La secuenciación del ADN es un conjunto de métodos y técnicas bioquímicas cuya finalidad es la determinación del orden de los nucleótidos (A, C, G y T) en un oligonucleótido de ADN. La secuencia de ADN constituye la información genética heredable que forman la base de los programas de desarrollo de los seres vivos (de procariotas, de eucariotas en el núcleo celular, y en los plásmidos, en la mitocondria y en cloroplastos de las plantas). Así pues, determinar la secuencia de ADN es útil en el estudio de la investigación básica de los procesos biológicos fundamentales, así como en campos aplicados, como la investigación forense. Además, se puede utilizar la secuenciación del ADN para conocer las mutaciones somáticas, como las sustituciones de bases, generadas entre distintos organismos. El desarrollo de la secuenciación del ADN ha acelerado significativamente la investigación y los descubrimientos en biología. Las técnicas actuales permiten realizar esta secuenciación a gran velocidad, lo cual ha sido de gran importancia para proyectos de secuenciación a gran escala como el Proyecto Genoma Humano. Otros proyectos relacionados, en ocasiones fruto de la colaboración investigadora a escala mundial, han establecido la secuencia completa de ADN de muchos genomas de animales, plantas y microorganismos. A pesar de las distintas técnicas que permiten secuenciar el ADN, no siempre se puede llegar a conocer el genoma completo de los organismos. Esto, puede llevar a errores en la reconstrucción de los linajes y en la estimación del tipo de mutaciones y del número de mitosis generadas.

Antropología Forense

Restos de un esqueleto humano.
La antropología forense es una de las subdisciplinas de la antropología física. Se divide en tres ramas importantes, relacionadas con otras tantas ramas de las ciencias antropológicas: la antropología forense, la arqueología forense y la antropología cultural forense.
La antropología física forense se encarga de la identificación de restos humanos esqueletizados dado su amplia relación con la biología y variabilidad del esqueleto humano. También puede determinar, en el caso de que hayan dejado marcas sobre los huesos, las causas de la muerte, para tratar de reconstruir la mecánica de hechos y la mecánica de lesiones, conjuntamente con el arqueólogo forense, el criminalista de campo y médico forense, así como aportar, de ser posible, elementos sobre la conducta del victimario por medio de indicios dejados en el lugar de los hechos y el tratamiento perimortem y posmortem dado a la víctima.

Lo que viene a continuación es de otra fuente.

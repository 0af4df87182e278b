//! Execution of hotswappable changes.
//!
//! Changes are grouped by service. Every group runs with at most
//! `concurrency.per_service` changes in flight and all groups run at the same
//! time. The operations of one change run in order.

use crate::classify::{ChangeOperation, HotswappableChange, LambdaVersionPublish, Service};
use crate::clients::{FunctionConfiguration, LambdaApi, ServiceClients, WaiterConfig};
use crate::error::Result;
use crate::settings::HotswapSettings;
use futures::future::{join_all, try_join_all};
use futures::stream::{self, StreamExt};
use std::collections::BTreeMap;
use std::sync::atomic::{AtomicBool, Ordering};

#[cfg(feature = "metrics")]
use crate::metrics::HotswapMetrics;

pub(crate) struct Executor<'a> {
    clients: &'a ServiceClients,
    settings: &'a HotswapSettings,
    #[cfg(feature = "metrics")]
    metrics: Option<&'a HotswapMetrics>,
    failed: AtomicBool,
}

impl<'a> Executor<'a> {
    pub(crate) fn new(clients: &'a ServiceClients, settings: &'a HotswapSettings) -> Self {
        Self {
            clients,
            settings,
            #[cfg(feature = "metrics")]
            metrics: None,
            failed: AtomicBool::new(false),
        }
    }

    #[cfg(feature = "metrics")]
    pub(crate) fn with_metrics(mut self, metrics: Option<&'a HotswapMetrics>) -> Self {
        self.metrics = metrics;
        self
    }

    /// Apply every change.
    ///
    /// After the first failure no further change is started; changes already
    /// in flight run to completion and the first error is returned.
    pub(crate) async fn execute(&self, changes: &[HotswappableChange]) -> Result<()> {
        let mut groups: BTreeMap<Service, Vec<&HotswappableChange>> = BTreeMap::new();
        for change in changes.iter().filter(|c| !c.operations.is_empty()) {
            groups.entry(change.service).or_default().push(change);
        }

        let limit = self.settings.concurrency.per_service.max(1);
        let groups = groups.into_iter().map(|(service, group)| async move {
            tracing::debug!(%service, changes = group.len(), limit, "executing service group");
            stream::iter(group)
                .map(|change| self.execute_change(change))
                .buffer_unordered(limit)
                .collect::<Vec<_>>()
                .await
        });

        join_all(groups)
            .await
            .into_iter()
            .flatten()
            .collect::<Result<Vec<()>>>()
            .map(|_| ())
    }

    async fn execute_change(&self, change: &HotswappableChange) -> Result<()> {
        if self.failed.load(Ordering::Acquire) {
            return Ok(());
        }

        let names = change.resource_names.join(", ");
        tracing::info!(
            logical_id = %change.logical_id,
            resource_type = %change.resource_type,
            service = %change.service,
            "hotswapping: {names}"
        );

        for operation in &change.operations {
            if let Err(e) = self.apply(operation).await {
                self.failed.store(true, Ordering::Release);
                tracing::warn!(
                    logical_id = %change.logical_id,
                    operation = operation.api_name(),
                    error = %e,
                    "hotswap operation failed"
                );
                return Err(e);
            }
            #[cfg(feature = "metrics")]
            if let Some(metrics) = self.metrics {
                metrics.record_operation(operation.service());
            }
        }

        tracing::info!(
            logical_id = %change.logical_id,
            service = %change.service,
            "hotswapped: {names}"
        );
        Ok(())
    }

    async fn apply(&self, operation: &ChangeOperation) -> Result<()> {
        match operation {
            ChangeOperation::UpdateLambdaCode(update) => {
                let lambda = self.clients.lambda()?;
                let configuration = lambda.update_function_code(update).await?;
                self.wait_for_function(lambda, &update.function_name, &configuration)
                    .await
            }
            ChangeOperation::UpdateLambdaConfiguration(update) => {
                let lambda = self.clients.lambda()?;
                let configuration = lambda.update_function_configuration(update).await?;
                self.wait_for_function(lambda, &update.function_name, &configuration)
                    .await
            }
            ChangeOperation::PublishLambdaVersion(publish) => {
                self.publish_version(self.clients.lambda()?, publish).await
            }
            ChangeOperation::UpdateCodeBuildProject(update) => {
                self.clients.codebuild()?.update_project(update).await
            }
            ChangeOperation::UpdateStateMachine(update) => {
                self.clients.stepfunctions()?.update_state_machine(update).await
            }
        }
    }

    async fn wait_for_function(
        &self,
        lambda: &dyn LambdaApi,
        function_name: &str,
        configuration: &FunctionConfiguration,
    ) -> Result<()> {
        let waiter = &self.settings.lambda_waiter;
        let config: WaiterConfig = if configuration.needs_slow_waiter() {
            waiter.slow.into()
        } else {
            waiter.standard.into()
        };
        lambda.wait_until_function_updated(function_name, &config).await
    }

    async fn publish_version(
        &self,
        lambda: &dyn LambdaApi,
        publish: &LambdaVersionPublish,
    ) -> Result<()> {
        let version = lambda.publish_version(&publish.function_name).await?;
        tracing::debug!(function_name = %publish.function_name, %version, "published version");
        try_join_all(
            publish
                .aliases
                .iter()
                .map(|alias| lambda.update_alias(&publish.function_name, alias, &version)),
        )
        .await?;
        Ok(())
    }
}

Se auxilia con las técnicas de la tafonomía forense, estrategia de investigación de reciente aplicación a casos forenses. Engloba las técnicas de la arqueología y la antropología física forense en la investigación sobre el proceso tanatológico. El uso de modelos tafonómicos en el análisis de contextos forenses permite estimar el tiempo transcurrido desde la muerte, reconstruir las circunstancias antes y después de la depositación del cadáver y discrimina los factores en los restos humanos que son producto de la conducta humana, de aquellos producidos por los sistemas biológicos, físicos, químicos y geológicos.
Las técnicas tafonómicas indican cuando los cadáveres fueron atacados por carnívoros, roedores o asesinados por seres humanos. Las diferentes formas en las que actualmente los criminales disponen de los cadáveres y segmentos de los mismos pueden confundirse fácilmente por la acción de los diferentes tanatofagos. La conducta de los homicidas puede introducir variaciones extremas de transporte, desmembramiento y otras alteraciones en los restos humanos. Existen grandes diferencias entre los grados de intemperismo, tanatofagos y el patrón de dispersión de cuerpos en desiertos, bosques, bajo el agua, en la tierra, que el método tafonómico puede ayudar a describir y explicar.